Maha, I’ll answer here. I think that you are talking about a very real and valuable distinction in the ways that people perceive and engage a group, or an assemblage, to use the broadest, most neutral terms that I can think of just now, whether f2f or online. To use your terms, we relate differently in a social network than we do in a community; however, I don’t think that the differences lie in the groups but in the connections within the groups. In other words, I think that rather than saying Rhizo14 is a community, it is more accurate to say some people found community in Rhizo14. Other people, I suspect, found a social network, which also has value. Thus, the relationship or connection that you are suggesting by community is a characteristic of the types of connections that several people are able to form and sustain within a group. Others in the same group may find a social network, and social network may be more to their liking.

So what is the difference between these two relationships or connections? This has been tugging at my head lately, and I actually spoke with Sarah Honeychurch about this in our Google Hangout the other day, unfortunately after you had left. I will definitely write about this more on my blog, but I’ll suggest here the barest outlines of what popped out of my mouth to Sarah. I think the connections within a social network are more correctly characterized by what the West has called a social contract, with all that it implies, and I don’t have time to go into that here, but suffice it to say that the social contract is a legalistic, mutually agreed upon, and explicit connection between or among parties of equal legal status, with clear rules and an understanding that any violation of the rules invalidates the connection and relieves all parties of the terms of the contract.

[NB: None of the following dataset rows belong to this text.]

//! Error types for tw-db

use thiserror::Error;

/// Database operation errors
#[derive(Error, Debug)]
pub enum DbError {
    /// Connection error (D001)
    #[error("[D001] Database connection failed: {0}")]
    ConnectionError(String),

    /// Statement execution error (D002)
    #[error("[D002] SQL execution failed: {0}")]
    ExecutionError(String),

    /// Table not found (D003)
    #[error("[D003] Table not found: {0}")]
    TableNotFound(String),

    /// Transaction control error (D004)
    #[error("[D004] Transaction error: {0}")]
    TransactionError(String),

    /// Mutex poisoned (D005)
    #[error("[D005] Database mutex poisoned: {0}")]
    MutexPoisoned(String),
}

/// Result type alias for DbError
pub type DbResult<T> = Result<T, DbError>;

impl From<duckdb::Error> for DbError {
    fn from(err: duckdb::Error) -> Self {
        // duckdb::Error does not expose structured variants, so catalog
        // errors are recognized by message.
        let msg = err.to_string();
        if msg.contains("Table with name")
            || (msg.contains("Catalog Error") && msg.contains("Table") && msg.contains("not found"))
        {
            DbError::TableNotFound(msg)
        } else {
            DbError::ExecutionError(msg)
        }
    }
}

I want to contrast this with an older kind of relationship: a covenant, knowing full well that this term carries, at least in the West, religious overtones that some will find uncomfortable. This is unfortunate, for it might just be a fine model, with some updating, for the kind of relationships that are most productive in an online community. This will require much more thought, but as a starter think of covenant relationships as those between parent and child in which one party fully commits to the other, regardless of the behavior of the other party. A covenant relationship says, “I will behave in good faith with you, regardless of what you do. I will not let you damage me, but neither will I abandon my commitment to you.” This is likely beyond what we can commit to in an online community, but it seems to me more in the direction of the connections that some of us feel in communities such as Rhizo14. Perhaps on further analysis covenants will not be the kind of relationship that makes sense in 21st century online communities, but its the concept that I have just now so I’m willing to work it until I prove it wrong. Or right.

Still, even if covenant is the wrong term, you have rightly pointed to a real distinction that someone in Rhizo14 needs to clarify.